3
votes

I know it is weird but I need to execute a Qt GUI application that supports X11 protocol on MS Windows platform.

It is obvious that if I build my Qt source code in Unix environment it automatically becomes an X11 application and this application can be run only on Unix Operating Systems, not MS Windows.

I tried to use MXE (MinGW cross environment) to compile my application in Unix for Windows, but it does not help for X11 issue. It creates an application for Windows but the application is not an XWindow application.

There is also a XPortMinGW project for minGW. But I do not know if it works for Qt applications.

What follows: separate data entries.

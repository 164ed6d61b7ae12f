//! Domain types for the chat history subsystem.
//!
//! This module contains pure domain types with no infrastructure
//! dependencies: the message record, its tagged prompt form, and the ordered
//! log that owns a conversation's messages.

mod chat_history;
mod markup;
mod message;
mod role;

pub use chat_history::{AddMessage, ChatHistory, ChatHistoryBuilder};
pub use markup::{
    DEFAULT_ROOT_KEY, MarkupError, MessageElement, escape, is_attribute_name, unescape,
};
pub use message::{ChatMessage, ENCODING_ATTRIBUTE, Metadata, ROLE_ATTRIBUTE};
pub use role::{ParseRoleError, Role};
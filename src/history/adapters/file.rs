//! File-backed implementation of the `HistoryStore` port.
//!
//! The parent directory is opened once through `cap-std`; every save or load
//! opens the file, performs exactly one full write or read, and closes it
//! before returning. Saves overwrite the file in place with no locking.

use std::fmt;
use std::io;

use camino::{Utf8Path, Utf8PathBuf};
use cap_std::ambient_authority;
use cap_std::fs_utf8::Dir;
use tracing::debug;

use crate::history::{
    adapters::json,
    config::SerializationConfig,
    domain::ChatHistory,
    error::StoreError,
    ports::store::{HistoryStore, StoreResult},
};

/// Stores a single chat history as a JSON file.
///
/// # Example
///
/// ```no_run
/// use parley::history::adapters::file::FileHistoryStore;
/// use parley::history::domain::ChatHistory;
/// use parley::history::ports::store::HistoryStore;
///
/// let store = FileHistoryStore::open("conversation.json")?;
/// let mut history = ChatHistory::new();
/// history.add_user_message("Hi");
/// store.save(&history)?;
/// # Ok::<(), Box<dyn std::error::Error>>(())
/// ```
pub struct FileHistoryStore {
    dir: Dir,
    file_name: String,
    path: Utf8PathBuf,
    config: SerializationConfig,
}

impl fmt::Debug for FileHistoryStore {
    fn fmt(&self, f: &mut fmt::Formatter<'_>) -> fmt::Result {
        f.debug_struct("FileHistoryStore")
            .field("path", &self.path)
            .field("config", &self.config)
            .finish_non_exhaustive()
    }
}

impl FileHistoryStore {
    /// Opens a store for the file at `path`.
    ///
    /// The parent directory must exist; the file itself need not.
    ///
    /// # Errors
    ///
    /// Returns an I/O error if `path` has no file name or its parent
    /// directory cannot be opened.
    pub fn open(path: impl AsRef<Utf8Path>) -> io::Result<Self> {
        let file_path = path.as_ref();
        let file_name = file_path
            .file_name()
            .ok_or_else(|| io::Error::other("path must include a file name"))?;
        let parent = file_path
            .parent()
            .filter(|parent| !parent.as_str().is_empty())
            .unwrap_or_else(|| Utf8Path::new("."));
        let dir = Dir::open_ambient_dir(parent, ambient_authority())?;
        Ok(Self::in_dir(dir, file_name).with_path(file_path))
    }

    /// Creates a store for `file_name` inside an already opened directory.
    #[must_use]
    pub fn in_dir(dir: Dir, file_name: impl Into<String>) -> Self {
        let name = file_name.into();
        Self {
            dir,
            path: Utf8PathBuf::from(name.as_str()),
            file_name: name,
            config: SerializationConfig::default(),
        }
    }

    /// Sets the JSON layout used when saving.
    #[must_use]
    pub fn with_config(mut self, config: SerializationConfig) -> Self {
        self.config = config;
        self
    }

    fn with_path(mut self, path: &Utf8Path) -> Self {
        self.path = path.to_owned();
        self
    }

    /// Returns the path the store was opened with.
    #[must_use]
    pub fn path(&self) -> &Utf8Path {
        &self.path
    }
}

impl HistoryStore for FileHistoryStore {
    fn save(&self, history: &ChatHistory) -> StoreResult<()> {
        let text = json::serialize(history, &self.config)?;
        self.dir.write(&self.file_name, text)?;
        debug!(path = %self.path, messages = history.len(), "stored chat history");
        Ok(())
    }

    fn load(&self) -> StoreResult<ChatHistory> {
        let text = self.dir.read_to_string(&self.file_name)?;
        let history = json::restore(&text)?;
        debug!(path = %self.path, messages = history.len(), "loaded chat history");
        Ok(history)
    }
}

impl ChatHistory {
    /// Writes the history to the file at `path`, replacing its contents.
    ///
    /// # Errors
    ///
    /// Returns [`StoreError`] if serialisation fails or the file cannot be
    /// written. A serialisation failure leaves the file untouched.
    pub fn store_to_file(&self, path: impl AsRef<Utf8Path>) -> Result<(), StoreError> {
        FileHistoryStore::open(path)?.save(self)
    }

    /// Loads a history from the file at `path`.
    ///
    /// # Errors
    ///
    /// Returns [`StoreError`] if the file cannot be read or restored.
    pub fn load_from_file(path: impl AsRef<Utf8Path>) -> Result<Self, StoreError> {
        FileHistoryStore::open(path)?.load()
    }
}
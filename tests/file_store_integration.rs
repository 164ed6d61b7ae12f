//! Integration tests for file-backed chat history persistence.
//!
//! Each test works inside its own temporary directory and exercises the
//! public store API end to end.

use camino::{Utf8Path, Utf8PathBuf};
use eyre::{Result, eyre};
use parley::history::{
    adapters::file::FileHistoryStore,
    config::SerializationConfig,
    domain::{ChatHistory, ChatMessage, Metadata},
    error::{DeserializationError, StoreError},
    ports::store::HistoryStore,
};
use rstest::{fixture, rstest};
use serde_json::json;
use tempfile::TempDir;

#[fixture]
fn workspace() -> Result<TempDir> {
    Ok(tempfile::tempdir()?)
}

fn history_path(dir: &TempDir, name: &str) -> Result<Utf8PathBuf> {
    Utf8PathBuf::from_path_buf(dir.path().join(name))
        .map_err(|path| eyre!("temporary path is not UTF-8: {}", path.display()))
}

fn sample_history() -> ChatHistory {
    let mut metadata = Metadata::new();
    metadata.insert("call_id".to_owned(), json!("c-1"));
    metadata.insert("elapsed_ms".to_owned(), json!(12));

    let mut history = ChatHistory::with_system_message("You are a careful assistant.");
    history.add_user_message("List the files.");
    history.add_tool_message("a.rs\nb.rs", Some(metadata));
    history.add_assistant_message("There are two files.");
    history
}

#[rstest]
fn save_and_load_round_trip(workspace: Result<TempDir>) -> Result<()> {
    let dir = workspace?;
    let store = FileHistoryStore::open(history_path(&dir, "history.json")?)?;
    let history = sample_history();

    store.save(&history)?;
    let loaded = store.load()?;

    assert_eq!(loaded, history);
    Ok(())
}

#[rstest]
fn file_holds_exactly_the_serialised_json(workspace: Result<TempDir>) -> Result<()> {
    let dir = workspace?;
    let path = history_path(&dir, "history.json")?;
    let history = sample_history();

    history.store_to_file(&path)?;

    let on_disk = std::fs::read_to_string(&path)?;
    assert_eq!(on_disk, history.serialize()?);
    assert_eq!(ChatHistory::load_from_file(&path)?, history);
    Ok(())
}

#[rstest]
fn save_overwrites_previous_history(workspace: Result<TempDir>) -> Result<()> {
    let dir = workspace?;
    let store = FileHistoryStore::open(history_path(&dir, "history.json")?)?
        .with_config(SerializationConfig::compact());

    store.save(&sample_history())?;
    let replacement = ChatHistory::from_messages(vec![ChatMessage::user("Start over")]);
    store.save(&replacement)?;

    assert_eq!(store.load()?, replacement);
    let on_disk = std::fs::read_to_string(store.path())?;
    assert_eq!(
        on_disk,
        r#"{"messages":[{"role":"user","content":"Start over"}]}"#
    );
    Ok(())
}

#[rstest]
fn loading_a_missing_file_reports_not_found(workspace: Result<TempDir>) -> Result<()> {
    let dir = workspace?;
    let store = FileHistoryStore::open(history_path(&dir, "absent.json")?)?;

    match store.load() {
        Err(StoreError::Io(err)) => assert_eq!(err.kind(), std::io::ErrorKind::NotFound),
        other => return Err(eyre!("expected not-found error, got {other:?}")),
    }
    Ok(())
}

#[rstest]
fn loading_corrupt_json_reports_deserialization(workspace: Result<TempDir>) -> Result<()> {
    let dir = workspace?;
    let path = history_path(&dir, "corrupt.json")?;
    std::fs::write(&path, r#"{"messages": [{"role": "user"}]}"#)?;

    let result = ChatHistory::load_from_file(&path);

    assert!(matches!(
        result,
        Err(StoreError::Deserialization(DeserializationError::Schema(_)))
    ));
    Ok(())
}

#[rstest]
fn opening_inside_a_missing_directory_fails(workspace: Result<TempDir>) -> Result<()> {
    let dir = workspace?;
    let path = history_path(&dir, "missing/history.json")?;

    assert!(FileHistoryStore::open(&path).is_err());
    assert!(matches!(
        sample_history().store_to_file(&path),
        Err(StoreError::Io(_))
    ));
    Ok(())
}

#[test]
fn opening_a_path_without_file_name_fails() {
    assert!(FileHistoryStore::open(Utf8Path::new("/")).is_err());
}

Is there any way to build my Qt application with X11 support that can run in Windows OS?

1
What do you mean by "supports X11 protocol"?Kamil Klimek
How do you imagine X11 support in Windows, that don't support X11? If you have a Qt GUI Project just build it under Unix for Unix executable (with X11 support) and build under Windows for Windows executable (with Windows graphic system).dmr
"It creates an application for Windows" -- Is there something wrong with it? Does it run?n. 1.8e9-where's-my-share m.
There are some X server implementations for windows if that's what you mean... just google for it. And if by "supports X11 protocol" you mean that you have some X11 specific code jumbled up with qt widgets - just forget about it, it won't work unless you use some #ifdefs and windows equivalents.j_kubik
"Supports X11 protocol" means; GUI aplication uses X11 libraries in windows operating system instead of native windows GUI libraries.Anony

1 Answers

2
votes

I don't think that there's any need for cross-compilation. There are two problems:

  1. Getting Xlib compiled for Windows. I don't know offhand of any maintained Xlib implementations that are ported to Windows. You will definitely need to find one, or make one. Hopefully Xlib depends only on a handful of posix APIs and they may be easy to translate to win32. Forget about Cygwin.

    You may have luck porting Xlib yourself to Qt's network backend and making it cross-platform in the process, too. Xlib would simply use the core and network modules of Qt. No problem with that.

    The good news here are that Qt 5 comes with a bundled Xlib implementation. It would be presumably much easier to get that to compile on Windows than some other implementation.

  2. Configuring Qt to build using said Xlib on Windows. To do it right, you'll probably want to mess a bit with and rebuild the configure tool that comes with Qt, and add a makespec that will link with the Xlib.

    This should be much easier to do with Qt 5.

It's not an entirely trivial thing to do, but should be possible. Give yourself a month and expect to get very intimate with some details of Qt's configuration and Xlib.

Notes About Cygwin

  1. If your application is closed-source and distributed outside of your organization, you need to buy a commercial license in order to redistribute cygwin.dll. Otherwise, Cygwin is GPL and merely linking to cygwin.dll makes your application a derived work.

  2. Cygwin becomes problematic when you mix posix- and non-posix code in the same application, especially if the non-posix code is a large framework like Qt. You can of course use the Posix platform code in Qt and make it all run on Cygwin, but that way you lose performance and expose yourself to shortcoming of Cygwin's emulation of POSIX APIs.

  3. Using Cygwin for Xlib / windowing system but having Qt otherwise use Windows APIs may require a lot of tweaking for Qt code. So may using Qt with Xlib on Windows of course, but at least you don't have to debug/work around Cygwin's quirks.